------------------------
VILLANDRY
1.
Tu conduisais
Et tes avant-bras
Portaient
Le soleil d’automne
(Quel jour était-ce, déjà ?)
Tu conduisais
Les yeux fixés sur la route
Qui nous menait
Au château de Villandry
(Quel jour était-ce, déjà ?)
Tu conduisais
Et tu souriais à Joe Dassin
Qui attendait
Au loin
Dans l’autoradio
Avec son bouquet d’églantines
A la main
2.
Tu portais un jean
Stone washed
(Comme tes yeux)
Et un pull en cachemire
Mauve
(Quel souvenir
En auras-tu gardé, toi ?)
Je portais des lunettes
Noires
Et une chemise
A petits carreaux
Je lisais
Bourgeoisement
Un guide touristique
Sur les châteaux de la Loire
Et
De temps en temps
Promenais ma main
Gauche
Doucement
Sur ton cou parfumé
(Quel souvenir
En auras-tu gardé, toi ?)
3.
Qu’aurons-nous vu
Finalement
Au château de Villandry ?
Un âne
Dont tu auras voulu caresser
L’échine timorée
Et ces jardins
Divisés en carrés
Qu’aurons-nous vu
Finalement
Au château de Villandry ?
L’amour tendre
L’amour passionné
L’amour volage
L’amour tragique
Et un âne
Qui broutait
A côté du jardin d’eau
© Christophe Durand-Le Menn, avril 2008.
CHRISTOPHE DURAND- LE MENN
Christophe Durand-Le Menn est né à Chartres en 1974. Membre de la Société des Gens de Lettres, il a été le lauréat en 1991 du Concours National des Jeunes Poètes de France (Région Nord), organisé par la Société des poètes et artistes de France. Il a fait ses études secondaires à Charleville-Mézières et ses études supérieures à Rotterdam et à Reims (Lettres et Arts).
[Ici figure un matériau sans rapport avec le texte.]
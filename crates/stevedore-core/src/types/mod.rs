//! # Core Type Definitions
//!
//! This module contains the small shared types of the Stevedore pipeline:
//! - Registry identifiers (`ComponentId`)
//! - The closed set of component kinds (`ComponentKind`)
//! - Opaque string newtypes (`LicenseTag`, `Status`)
//! - Error types (`StevedoreError`)
//!
//! ## Determinism Guarantees
//!
//! All types in this module:
//! - Use integer identifiers only (no floating-point)
//! - Implement `Ord` for deterministic ordering in `BTreeMap`/`BTreeSet`

use crate::template::TemplateError;
use serde::{Deserialize, Serialize};
use thiserror::Error;

// =============================================================================
// REGISTRY IDENTIFIERS
// =============================================================================

/// Index of a component inside a [`Registry`](crate::Registry) arena.
///
/// Ids are assigned in registration order and never reused within a registry.
#[derive(Debug, Clone, Copy, PartialEq, Eq, PartialOrd, Ord, Hash, Serialize, Deserialize)]
pub struct ComponentId(pub usize);

impl ComponentId {
    /// Get the raw arena index.
    #[must_use]
    pub const fn index(self) -> usize {
        self.0
    }
}

// =============================================================================
// COMPONENT KIND
// =============================================================================

/// The closed set of deployable component kinds.
#[derive(
    Debug, Clone, Copy, PartialEq, Eq, PartialOrd, Ord, Hash, Serialize, Deserialize,
)]
#[serde(rename_all = "snake_case")]
pub enum ComponentKind {
    /// Metrics collection and dashboards.
    Monitoring,
    /// The web console UI.
    Console,
    /// The platform gateway (ingress for platform services).
    Gateway,
    /// The in-cluster image registry.
    Registry,
}

impl ComponentKind {
    /// All kinds, in declaration order.
    pub const ALL: [ComponentKind; 4] = [
        ComponentKind::Monitoring,
        ComponentKind::Console,
        ComponentKind::Gateway,
        ComponentKind::Registry,
    ];

    /// Stable lowercase name, as used in configuration files.
    #[must_use]
    pub fn as_str(&self) -> &'static str {
        match self {
            ComponentKind::Monitoring => "monitoring",
            ComponentKind::Console => "console",
            ComponentKind::Gateway => "gateway",
            ComponentKind::Registry => "registry",
        }
    }
}

impl std::fmt::Display for ComponentKind {
    fn fmt(&self, f: &mut std::fmt::Formatter<'_>) -> std::fmt::Result {
        f.write_str(self.as_str())
    }
}

// =============================================================================
// LICENSE TAG
// =============================================================================

/// Opaque license feature identifier.
///
/// The core never interprets a tag; it only compares tags for equality
/// against the granted feature set.
#[derive(
    Debug, Clone, PartialEq, Eq, PartialOrd, Ord, Hash, Serialize, Deserialize, Default,
)]
#[serde(transparent)]
pub struct LicenseTag(pub String);

impl LicenseTag {
    /// Create a new tag from a string.
    #[must_use]
    pub fn new(s: impl Into<String>) -> Self {
        Self(s.into())
    }

    /// Get the tag as a string slice.
    #[must_use]
    pub fn as_str(&self) -> &str {
        &self.0
    }

    /// An empty tag is "unset" and is filled by completion.
    #[must_use]
    pub fn is_empty(&self) -> bool {
        self.0.is_empty()
    }
}

impl std::fmt::Display for LicenseTag {
    fn fmt(&self, f: &mut std::fmt::Formatter<'_>) -> std::fmt::Result {
        f.write_str(&self.0)
    }
}

// =============================================================================
// STATUS
// =============================================================================

/// Free-form deployment status of a component ("pending", "ready", ...).
///
/// Set by whoever observes the cluster. The pipeline reads it for templates
/// and reports but never writes it.
#[derive(
    Debug, Clone, PartialEq, Eq, PartialOrd, Ord, Hash, Serialize, Deserialize, Default,
)]
#[serde(transparent)]
pub struct Status(pub String);

impl Status {
    /// Create a new status from a string.
    #[must_use]
    pub fn new(s: impl Into<String>) -> Self {
        Self(s.into())
    }

    /// Get the status as a string slice.
    #[must_use]
    pub fn as_str(&self) -> &str {
        &self.0
    }
}

// =============================================================================
// ERROR TYPES
// =============================================================================

/// Errors that can occur in the Stevedore pipeline.
///
/// Unmet dependencies and missing license grants are NOT errors: they are
/// expected outcomes reported by [`Pipeline`](crate::Pipeline). Errors here
/// are configuration mistakes and broken templates.
#[derive(Debug, Error)]
pub enum StevedoreError {
    /// The descriptor is structurally invalid (empty or oversized name, ...).
    #[error("Invalid component: {0}")]
    InvalidComponent(String),

    /// A component with this name is already registered.
    #[error("Duplicate component: {0}")]
    DuplicateComponent(String),

    /// A component lists itself as a dependency.
    #[error("Component depends on itself: {0}")]
    SelfDependency(String),

    /// Registering the component would close a dependency cycle.
    #[error("Dependency cycle: {}", .0.join(" -> "))]
    DependencyCycle(Vec<String>),

    /// The requested component is not registered.
    #[error("Component not found: {0}")]
    ComponentNotFound(String),

    /// The registry already holds the maximum number of components.
    #[error("Registry full: at most {0} components")]
    RegistryFull(usize),

    /// Rendering failed.
    #[error(transparent)]
    Template(#[from] TemplateError),

    /// A configuration file could not be understood.
    #[error("Configuration error: {0}")]
    Config(String),

    /// An I/O error occurred (app layer only; the core does no I/O).
    #[error("I/O error: {0}")]
    Io(String),
}

// =============================================================================
// TESTS
// =============================================================================

#[cfg(test)]
mod tests {
    use super::*;

    #[test]
    fn kind_names_are_stable() {
        let names: Vec<_> = ComponentKind::ALL.iter().map(|k| k.as_str()).collect();
        assert_eq!(names, vec!["monitoring", "console", "gateway", "registry"]);
    }

    #[test]
    fn kind_serde_uses_snake_case() {
        let json = serde_json::to_string(&ComponentKind::Console).expect("serialize");
        assert_eq!(json, "\"console\"");
    }

    #[test]
    fn license_tag_is_transparent() {
        let tag: LicenseTag = serde_json::from_str("\"console\"").expect("deserialize");
        assert_eq!(tag.as_str(), "console");
        assert!(LicenseTag::default().is_empty());
    }

    #[test]
    fn cycle_error_lists_path() {
        let err = StevedoreError::DependencyCycle(vec![
            "a".to_string(),
            "b".to_string(),
            "a".to_string(),
        ]);
        assert_eq!(err.to_string(), "Dependency cycle: a -> b -> a");
    }
}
Il a publié, à ce jour, six recueils de poèmes, dont L’altération des contours aux Editions Le Manuscrit (Paris, 2005) et Edward Hopper : en regard de ses tableaux, poèmes en collaboration avec Béatrice Libert, aux Editions Poiêtês (Luxembourg, 2006).
Sa poésie est « quête de ce que le quotidien peut présenter d’inouï, de merveilleux et d’inaccoutumé » (Jalel El Gharbi, in « La Presse de Tunisie », le 09/01/2006).